Records contained in a dataset
______________________________

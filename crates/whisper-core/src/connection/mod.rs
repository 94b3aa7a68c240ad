//! Connections and the saga pairs that establish them (§3, §4.5, §4.6).

pub mod channel;

use std::sync::Arc;

use tokio::sync::RwLock;

use crate::call::CallService;
use crate::config::RuntimeConfig;
use crate::connection::channel::{DataChannel, PeerConnectionFactory};
use crate::crypto::IdentityKeyPair;
use crate::saga::{Role, Saga};

/// Connection lifecycle state (§3).
#[derive(Debug, Clone, Copy, PartialEq, Eq)]
pub enum ConnectionState {
    New,
    Connecting,
    Open,
    Closed,
}

pub type OnProgress = Arc<dyn Fn(&str) + Send + Sync>;
pub type OnStateChanged = Arc<dyn Fn(ConnectionState) + Send + Sync>;
pub type OnMessage = Arc<dyn Fn(String) + Send + Sync>;

/// One peer relationship: a pair of sagas (one per direction) racing to
/// open a shared data channel (§3, §4.6). Only one saga's outcome wins;
/// the connection exposes a single [`ConnectionState`] derived from both.
pub struct Connection {
    peer_public_key: String,
    state: RwLock<ConnectionState>,
    opened_at_ms: RwLock<Option<i64>>,
    incoming: RwLock<Option<Arc<Saga>>>,
    outgoing: RwLock<Option<Arc<Saga>>>,
    data_channel: RwLock<Option<Arc<dyn DataChannel>>>,
    on_state_changed: RwLock<Option<OnStateChanged>>,
    on_message: RwLock<Option<OnMessage>>,
    call: Arc<CallService>,
    identity: Arc<IdentityKeyPair>,
    config: RuntimeConfig,
    peer_connection_factory: PeerConnectionFactory,
}

impl Connection {
    pub fn new(
        peer_public_key: String,
        call: Arc<CallService>,
        identity: Arc<IdentityKeyPair>,
        config: RuntimeConfig,
        peer_connection_factory: PeerConnectionFactory,
    ) -> Arc<Self> {
        Arc::new(Self {
            peer_public_key,
            state: RwLock::new(ConnectionState::New),
            opened_at_ms: RwLock::new(None),
            incoming: RwLock::new(None),
            outgoing: RwLock::new(None),
            data_channel: RwLock::new(None),
            on_state_changed: RwLock::new(None),
            on_message: RwLock::new(None),
            call,
            identity,
            config,
            peer_connection_factory,
        })
    }

    pub fn peer_public_key(&self) -> &str {
        &self.peer_public_key
    }

    pub async fn state(&self) -> ConnectionState {
        *self.state.read().await
    }

    pub async fn opened_at_ms(&self) -> Option<i64> {
        *self.opened_at_ms.read().await
    }

    pub async fn set_on_state_changed(&self, handler: OnStateChanged) {
        *self.on_state_changed.write().await = Some(handler);
    }

    pub async fn set_on_message(&self, handler: OnMessage) {
        *self.on_message.write().await = Some(handler);
    }

    pub async fn data_channel(&self) -> Option<Arc<dyn DataChannel>> {
        self.data_channel.read().await.clone()
    }

    /// Send an application message over the open data channel (§6).
    pub async fn send(&self, message: &str) -> crate::error::Result<()> {
        match self.data_channel.read().await.as_ref() {
            Some(channel) => channel.send(message).await,
            None => Err(crate::error::Error::TransportUnavailable),
        }
    }

    /// Start (or restart) the outgoing saga that dials this peer (§4.5).
    pub async fn dial(self: &Arc<Self>) {
        let saga = Saga::new(
            Role::Outgoing,
            self.peer_public_key.clone(),
            Arc::clone(&self.call),
            Arc::clone(&self.identity),
            self.config.clone(),
            Arc::clone(&self.peer_connection_factory),
        );
        *self.outgoing.write().await = Some(Arc::clone(&saga));
        self.spawn_watch(Arc::clone(&saga));
        tokio::spawn(Saga::run_outgoing(saga));
        self.set_state(ConnectionState::Connecting).await;
    }

    /// Accept a fresh incoming attempt, replacing any prior one (§4.5's
    /// "the existing saga is aborted and a fresh one begun" re-dial rule,
    /// resolved in DESIGN.md). `peer_ephemeral_public_key` is the key
    /// carried on the triggering `dial` call.
    pub async fn accept_incoming(self: &Arc<Self>, peer_ephemeral_public_key: String) -> Arc<Saga> {
        if let Some(existing) = self.incoming.write().await.take() {
            existing.abort();
        }
        let saga = Saga::new(
            Role::Incoming,
            self.peer_public_key.clone(),
            Arc::clone(&self.call),
            Arc::clone(&self.identity),
            self.config.clone(),
            Arc::clone(&self.peer_connection_factory),
        );
        *self.incoming.write().await = Some(Arc::clone(&saga));
        self.spawn_watch(Arc::clone(&saga));
        tokio::spawn(Saga::run_incoming(Arc::clone(&saga), peer_ephemeral_public_key));
        self.set_state(ConnectionState::Connecting).await;
        saga
    }

    pub async fn incoming_saga(&self) -> Option<Arc<Saga>> {
        self.incoming.read().await.clone()
    }

    pub async fn outgoing_saga(&self) -> Option<Arc<Saga>> {
        self.outgoing.read().await.clone()
    }

    /// Abort both sagas, notify the peer via the beacon, and mark the
    /// connection closed (§4.6 delete / §6 `Connection.close()`).
    pub async fn close(self: &Arc<Self>) {
        self.abort_sagas().await;
        let _ = self.call.close(&self.peer_public_key).await;
        self.set_state(ConnectionState::Closed).await;
    }

    /// Mark the connection closed in response to an inbound `close` call
    /// (§4.4). Unlike [`Self::close`], this never sends our own `close`
    /// back — we are reacting to the peer's, not initiating teardown.
    pub async fn close_from_peer(self: &Arc<Self>) {
        self.abort_sagas().await;
        self.set_state(ConnectionState::Closed).await;
    }

    async fn abort_sagas(&self) {
        if let Some(saga) = self.incoming.read().await.as_ref() {
            saga.abort();
        }
        if let Some(saga) = self.outgoing.read().await.as_ref() {
            saga.abort();
        }
    }

    async fn set_state(self: &Arc<Self>, new_state: ConnectionState) {
        let mut state = self.state.write().await;
        if *state == new_state {
            return;
        }
        *state = new_state;
        drop(state);
        if new_state == ConnectionState::Open {
            *self.opened_at_ms.write().await = Some(self.call.time().server_time());
        }
        if let Some(handler) = self.on_state_changed.read().await.as_ref() {
            handler(new_state);
        }
    }

    /// Watch a saga's state transitions and fold them into the connection's
    /// single state (§3: open on the first saga to connect, closed once
    /// both are terminal).
    fn spawn_watch(self: &Arc<Self>, saga: Arc<Saga>) {
        let connection = Arc::clone(self);
        let mut rx = saga.watch_state();
        tokio::spawn(async move {
            loop {
                let state = *rx.borrow_and_update();
                match state {
                    crate::saga::SagaState::Connected => {
                        if let Some(channel) = saga.data_channel().await {
                            connection.bind_data_channel(channel).await;
                        }
                        connection.set_state(ConnectionState::Open).await;
                    }
                    crate::saga::SagaState::Closed => {
                        if connection.both_terminal().await {
                            connection.set_state(ConnectionState::Closed).await;
                        }
                        return;
                    }
                    _ => {}
                }
                if rx.changed().await.is_err() {
                    return;
                }
            }
        });
    }

    async fn bind_data_channel(self: &Arc<Self>, channel: Arc<dyn DataChannel>) {
        {
            let existing = self.data_channel.read().await;
            if existing.is_some() {
                return;
            }
        }
        let connection = Arc::clone(self);
        channel.set_on_message(Arc::new(move |message| {
            let connection = Arc::clone(&connection);
            tokio::spawn(async move {
                if let Some(handler) = connection.on_message.read().await.as_ref() {
                    handler(message);
                }
            });
        }));
        *self.data_channel.write().await = Some(channel);
    }

    async fn both_terminal(&self) -> bool {
        let incoming_ok = match self.incoming.read().await.as_ref() {
            Some(saga) => saga.state() == crate::saga::SagaState::Closed,
            None => true,
        };
        let outgoing_ok = match self.outgoing.read().await.as_ref() {
            Some(saga) => saga.state() == crate::saga::SagaState::Closed,
            None => true,
        };
        incoming_ok && outgoing_ok
    }
}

______________________________

Assignment -
For the data above, count every line in which the string "this" appears, and answer with the count only.

Task output -
2